Frühestens nach sechs Wochen darf mit einem gezielten Beckenbodentraining begonnen werden. Aber das sollte man unter einer professionellen Anleitung tun. Die typischen Kurse in der Gruppe sind für Frauen mit Symptomen nicht ausreichend. Viele Frauen müssen nämlich erst einmal lernen, ihren Beckenboden überhaupt wahrzunehmen. Erst dann kann er bewusst an- und wieder entspannt werden. 

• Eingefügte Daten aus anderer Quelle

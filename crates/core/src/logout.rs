//! Single logout.
//!
//! When a session ends, every service that received a ticket from it and
//! participates in single logout gets a [`LogoutRequest`]. Delivering the
//! requests is a collaborator's job ([`LogoutHandler`]); the core only
//! decides who is notified and where.

use std::sync::Arc;

use async_trait::async_trait;
use cas_ticket::{Redacted, Service, TicketGrantingTicket};
use serde::{Deserialize, Serialize};

use crate::services::{LogoutType, RegisteredService, ServicesManager};

/// Delivery state of a [`LogoutRequest`].
#[derive(Debug, Clone, Copy, Default, PartialEq, Eq, Hash, Serialize, Deserialize)]
#[serde(rename_all = "snake_case")]
pub enum LogoutRequestStatus {
    /// Not sent yet.
    #[default]
    NotAttempted,
    /// Delivered.
    Success,
    /// Delivery failed.
    Failure,
}

/// A notification that the session behind `ticket_id` has ended.
#[derive(Debug, Clone, PartialEq, Eq, Serialize, Deserialize)]
pub struct LogoutRequest {
    ticket_id: String,
    service: Service,
    logout_url: String,
    logout_type: LogoutType,
    status: LogoutRequestStatus,
}

impl LogoutRequest {
    /// Creates a request in the [`NotAttempted`](LogoutRequestStatus::NotAttempted) state.
    #[must_use]
    pub fn new(
        ticket_id: impl Into<String>,
        service: Service,
        logout_url: impl Into<String>,
        logout_type: LogoutType,
    ) -> Self {
        Self {
            ticket_id: ticket_id.into(),
            service,
            logout_url: logout_url.into(),
            logout_type,
            status: LogoutRequestStatus::NotAttempted,
        }
    }

    /// The service ticket the service was granted, used as session index.
    #[must_use]
    pub fn ticket_id(&self) -> &str {
        &self.ticket_id
    }

    /// The service being logged out.
    #[must_use]
    pub fn service(&self) -> &Service {
        &self.service
    }

    /// Where the notification goes.
    #[must_use]
    pub fn logout_url(&self) -> &str {
        &self.logout_url
    }

    /// Back- or front-channel delivery.
    #[must_use]
    pub fn logout_type(&self) -> LogoutType {
        self.logout_type
    }

    /// Current delivery state.
    #[must_use]
    pub fn status(&self) -> LogoutRequestStatus {
        self.status
    }

    /// Records a delivery outcome.
    pub fn set_status(&mut self, status: LogoutRequestStatus) {
        self.status = status;
    }
}

/// The URL a logout notification for `service` is sent to: the registered
/// logout URL when set, otherwise the URL the service originally presented.
#[must_use]
pub fn determine_logout_url(registered: &RegisteredService, service: &Service) -> String {
    match registered.logout_url() {
        Some(url) => {
            tracing::debug!(logout_url = url, service = %service, "using registered logout URL");
            url.to_owned()
        },
        None => service.original_url().to_owned(),
    }
}

/// Builds one request per service the session granted a ticket to, skipping
/// services that are unregistered or do not participate in single logout.
#[must_use]
pub fn logout_requests_for(
    session: &TicketGrantingTicket,
    services: &dyn ServicesManager,
) -> Vec<LogoutRequest> {
    session
        .services()
        .iter()
        .filter_map(|(ticket_id, service)| {
            let Some(registered) = services.find_service_by(service) else {
                tracing::debug!(service = %service, "no registration; skipping logout");
                return None;
            };
            if !registered.participates_in_single_logout() {
                return None;
            }
            Some(LogoutRequest::new(
                ticket_id.clone(),
                service.clone(),
                determine_logout_url(&registered, service),
                registered.logout_type(),
            ))
        })
        .collect()
}

/// Delivers logout requests.
#[async_trait]
pub trait LogoutHandler: Send + Sync {
    /// Delivers `requests`, recording each outcome with
    /// [`LogoutRequest::set_status`].
    async fn handle(&self, session_id: &str, requests: &mut [LogoutRequest]);
}

/// Handler that only logs the requests it is given.
#[derive(Debug, Clone, Copy, Default)]
pub struct LoggingLogoutHandler;

#[async_trait]
impl LogoutHandler for LoggingLogoutHandler {
    async fn handle(&self, session_id: &str, requests: &mut [LogoutRequest]) {
        for request in requests.iter() {
            tracing::info!(
                session_id = %Redacted(session_id),
                service = %request.service(),
                logout_url = request.logout_url(),
                "logout request not delivered: no delivery channel configured",
            );
        }
    }
}

/// Shared handler reference.
pub type SharedLogoutHandler = Arc<dyn LogoutHandler>;

#[cfg(test)]
#[allow(clippy::unwrap_used, clippy::expect_used)]
mod tests {
    use cas_ticket::{ExpirationPolicy, ServiceTracking, testutil::{authentication, epoch}};

    use super::*;
    use crate::services::InMemoryServicesManager;

    fn registered(id: u64, pattern: &str) -> RegisteredService {
        RegisteredService::builder()
            .id(id)
            .name("app")
            .service_pattern(pattern)
            .build()
            .unwrap()
    }

    #[test]
    fn test_registered_logout_url_overrides_service_url() {
        let service = Service::new("https://app.example.org/home?lang=en");
        let plain = registered(1, ".*");
        assert_eq!(determine_logout_url(&plain, &service), "https://app.example.org/home?lang=en");

        let with_url = RegisteredService::builder()
            .id(2)
            .name("app")
            .service_pattern(".*")
            .logout_url("https://app.example.org/slo")
            .build()
            .unwrap();
        assert_eq!(determine_logout_url(&with_url, &service), "https://app.example.org/slo");
    }

    #[test]
    fn test_requests_cover_participating_services_only() {
        let services = InMemoryServicesManager::with_services([
            registered(1, r"https://a\.example\.org"),
            RegisteredService::builder()
                .id(2)
                .name("quiet")
                .service_pattern(r"https://b\.example\.org")
                .logout_type(LogoutType::None)
                .build()
                .unwrap(),
        ]);
        let now = epoch();
        let mut tgt =
            TicketGrantingTicket::new("TGT-1", authentication("alice"), ExpirationPolicy::NeverExpires, now);
        for (id, url) in [("ST-1", "https://a.example.org"), ("ST-2", "https://b.example.org"), ("ST-3", "https://c.example.org")] {
            tgt.grant_service_ticket(
                id,
                Service::new(url),
                ExpirationPolicy::NeverExpires,
                false,
                ServiceTracking::All,
                now,
            )
            .unwrap();
        }

        let requests = logout_requests_for(&tgt, &services);
        assert_eq!(requests.len(), 1);
        assert_eq!(requests[0].ticket_id(), "ST-1");
        assert_eq!(requests[0].logout_url(), "https://a.example.org");
        assert_eq!(requests[0].status(), LogoutRequestStatus::NotAttempted);
    }

    #[tokio::test]
    async fn test_logging_handler_leaves_status_untouched() {
        let mut requests = vec![LogoutRequest::new(
            "ST-1",
            Service::new("https://a.example.org"),
            "https://a.example.org",
            LogoutType::BackChannel,
        )];
        LoggingLogoutHandler.handle("TGT-1-secret", &mut requests).await;
        assert_eq!(requests[0].status(), LogoutRequestStatus::NotAttempted);
    }
}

Unter Anleitung können auch Scheidengewichte, Biofeedbackverfahren oder Stromimpulsgeräte unterstützend zur Anwendung kommen. Es gibt es auch spezielle Pessare aus Silikon, die nach der Entbindung in die Scheide eingesetzt werden. Handhabung und Gebrauch sind für Frauen ganz leicht erlernbar. Diese Pessare entlasten und stabilisieren den Beckenboden und schienen die überdehnten Bandstrukturen, fast wie ein Sport-BH für den Beckenboden. So kann der Beckenboden regenerieren und danach gezielt trainiert werden.

Medikamente oder gar operative Eingriffe, wie sie in fortgeschrittenen Fällen durchaus infrage kommen, sind in der Wochenbettphase nur extrem selten erforderlich.